▶ [Exercise prompt]: Copy each line below containing "evaluated".

------ Dataset excerpts

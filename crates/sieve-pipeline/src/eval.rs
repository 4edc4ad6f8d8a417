//! Pipeline evaluation.
//!
//! Every node is evaluated in batch form: a single query is a batch of one,
//! which keeps single and batched calls on the same code path. `upstream`
//! holds the per-position candidate lists produced by the previous stage of
//! an enclosing chain.
use sieve_core::{Document, Error, Query, QueryInput, Ranked, Result, ResultList, Stage};

use crate::node::Pipeline;
use crate::{union, vote};

const DEFAULT_KEY_FIELD: &str = "id";

fn empty(n: usize) -> Vec<ResultList> { vec![ResultList::new(); n] }

fn check_len(stage: &str, expected: usize, actual: usize) -> Result<()> {
    if expected == actual { Ok(()) } else { Err(Error::BatchMismatch { stage: stage.to_string(), expected, actual }) }
}

/// Drop keys a leaf returned from outside its candidates.
fn restrict(stage: &str, list: &mut ResultList, candidates: &ResultList) {
    let before = list.len();
    list.retain(|item| candidates.contains(item.key()));
    if list.len() != before {
        tracing::warn!(stage, dropped = before - list.len(), "stage returned keys outside its candidates");
    }
}

impl Pipeline {
    /// Run on a single query or a batch; the output mirrors the input shape.
    pub fn run(&self, input: impl Into<QueryInput>, k: Option<usize>) -> Result<Ranked> {
        match input.into() {
            QueryInput::Single(query) => self.search(query, k).map(Ranked::Single),
            QueryInput::Batch(queries) => self.search_batch(&queries, k).map(Ranked::Batch),
        }
    }

    pub fn search(&self, query: impl Into<Query>, k: Option<usize>) -> Result<ResultList> {
        let mut out = self.search_batch(&[query.into()], k)?;
        Ok(out.pop().unwrap_or_default())
    }

    /// One result list per query, in query order. An empty batch is rejected.
    pub fn search_batch(&self, queries: &[Query], k: Option<usize>) -> Result<Vec<ResultList>> {
        if queries.is_empty() { return Err(Error::InvalidQuery("empty query batch".into())); }
        self.validate_root()?;
        self.eval(queries, None, k)
    }

    /// `validate`, plus: nothing upstream feeds the root, so it must not need candidates.
    fn validate_root(&self) -> Result<()> {
        self.validate()?;
        if self.needs_candidates() {
            return Err(Error::InvalidConfig(format!("'{self}' starts with a stage that needs upstream candidates")));
        }
        Ok(())
    }

    pub(crate) fn eval(&self, queries: &[Query], upstream: Option<&[ResultList]>, k: Option<usize>) -> Result<Vec<ResultList>> {
        if let Some(c) = upstream { check_len(self.kind(), queries.len(), c.len())?; }
        let out = match self {
            Pipeline::Leaf(stage) => eval_leaf(stage.as_ref(), queries, upstream, k)?,
            Pipeline::Sequential(stages) => eval_chain(stages, queries, upstream, k)?,
            Pipeline::Union { branches, k: own } => {
                let outputs = eval_branches(branches, queries, upstream)?;
                (0..queries.len()).map(|i| union::merge(outputs.iter().map(|b| &b[i]), k.or(*own))).collect()
            }
            Pipeline::Vote { branches, k: own, normalization } => {
                let outputs = eval_branches(branches, queries, upstream)?;
                (0..queries.len()).map(|i| vote::merge(outputs.iter().map(|b| &b[i]), *normalization, k.or(*own))).collect()
            }
            Pipeline::Mapping(map) => {
                let candidates = upstream.ok_or_else(|| Error::InvalidConfig("a document mapping stage needs an upstream stage".into()))?;
                candidates
                    .iter()
                    .map(|c| {
                        let mut list = map.apply(c);
                        list.cap(k);
                        list
                    })
                    .collect()
            }
            Pipeline::TopK(n) => {
                let candidates = upstream.ok_or_else(|| Error::InvalidConfig("a top-k stage needs an upstream stage".into()))?;
                let n = k.unwrap_or(*n);
                candidates
                    .iter()
                    .map(|c| {
                        let mut list = c.clone();
                        list.truncate(n);
                        list
                    })
                    .collect()
            }
        };
        tracing::debug!(node = %self, queries = queries.len(), results = out.iter().map(ResultList::len).sum::<usize>(), "evaluated");
        Ok(out)
    }
}

fn eval_leaf(stage: &dyn Stage, queries: &[Query], upstream: Option<&[ResultList]>, k: Option<usize>) -> Result<Vec<ResultList>> {
    let k = k.or(stage.k());
    let Some(candidates) = upstream else {
        let mut out = stage.search_batch(queries, None, k)?;
        check_len(stage.name(), queries.len(), out.len())?;
        for list in &mut out { list.cap(k); }
        return Ok(out);
    };

    // positions with no candidates never reach the stage
    let live: Vec<usize> = (0..queries.len()).filter(|&i| !candidates[i].is_empty()).collect();
    let mut out = empty(queries.len());
    if live.is_empty() { return Ok(out); }
    let hits = if live.len() == queries.len() {
        stage.search_batch(queries, Some(candidates), k)?
    } else {
        let subset_queries: Vec<Query> = live.iter().map(|&i| queries[i].clone()).collect();
        let subset_candidates: Vec<ResultList> = live.iter().map(|&i| candidates[i].clone()).collect();
        stage.search_batch(&subset_queries, Some(&subset_candidates), k)?
    };
    check_len(stage.name(), live.len(), hits.len())?;
    for (i, mut list) in live.into_iter().zip(hits) {
        restrict(stage.name(), &mut list, &candidates[i]);
        list.cap(k);
        out[i] = list;
    }
    Ok(out)
}

/// Intermediate stages run with their own cap; the call's `k` applies to the last.
fn eval_chain(stages: &[Pipeline], queries: &[Query], upstream: Option<&[ResultList]>, k: Option<usize>) -> Result<Vec<ResultList>> {
    let mut current: Option<Vec<ResultList>> = upstream.map(<[ResultList]>::to_vec);
    for (i, stage) in stages.iter().enumerate() {
        if current.as_ref().is_some_and(|c| c.iter().all(ResultList::is_empty)) {
            tracing::debug!(skipped = stages.len() - i, "no candidates left, chain short-circuited");
            break;
        }
        let stage_k = if i + 1 == stages.len() { k } else { None };
        current = Some(stage.eval(queries, current.as_deref(), stage_k)?);
    }
    Ok(current.unwrap_or_else(|| empty(queries.len())))
}

/// Branches see the same queries and candidates; the first error aborts.
fn eval_branches(branches: &[Pipeline], queries: &[Query], upstream: Option<&[ResultList]>) -> Result<Vec<Vec<ResultList>>> {
    branches.iter().map(|branch| branch.eval(queries, upstream, None)).collect()
}

/// A pipeline is itself a stage and may be nested as a leaf of another one.
impl Stage for Pipeline {
    fn name(&self) -> &str {
        match self {
            Pipeline::Leaf(stage) => stage.name(),
            other => other.kind(),
        }
    }

    fn key_field(&self) -> &str { Pipeline::key_field(self).unwrap_or(DEFAULT_KEY_FIELD) }

    fn k(&self) -> Option<usize> {
        match self {
            Pipeline::Leaf(stage) => stage.k(),
            Pipeline::Union { k, .. } | Pipeline::Vote { k, .. } => *k,
            Pipeline::TopK(n) => Some(*n),
            Pipeline::Mapping(_) => None,
            Pipeline::Sequential(stages) => stages.last().and_then(<Pipeline as Stage>::k),
        }
    }

    fn search(&self, query: &Query, candidates: Option<&ResultList>, k: Option<usize>) -> Result<ResultList> {
        let mut out = Stage::search_batch(self, std::slice::from_ref(query), candidates.map(std::slice::from_ref), k)?;
        Ok(out.pop().unwrap_or_default())
    }

    fn search_batch(&self, queries: &[Query], candidates: Option<&[ResultList]>, k: Option<usize>) -> Result<Vec<ResultList>> {
        if candidates.is_some() { self.validate()?; } else { self.validate_root()?; }
        self.eval(queries, candidates, k)
    }

    fn add(&mut self, documents: &[Document]) -> Result<()> { Pipeline::add(self, documents) }
}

------------

▶ [Answer for the task]:
//! Every node is evaluated in batch form: a single query is a batch of one,
        tracing::debug!(node = %self, queries = queries.len(), results = out.iter().map(ResultList::len).sum::<usize>(), "evaluated");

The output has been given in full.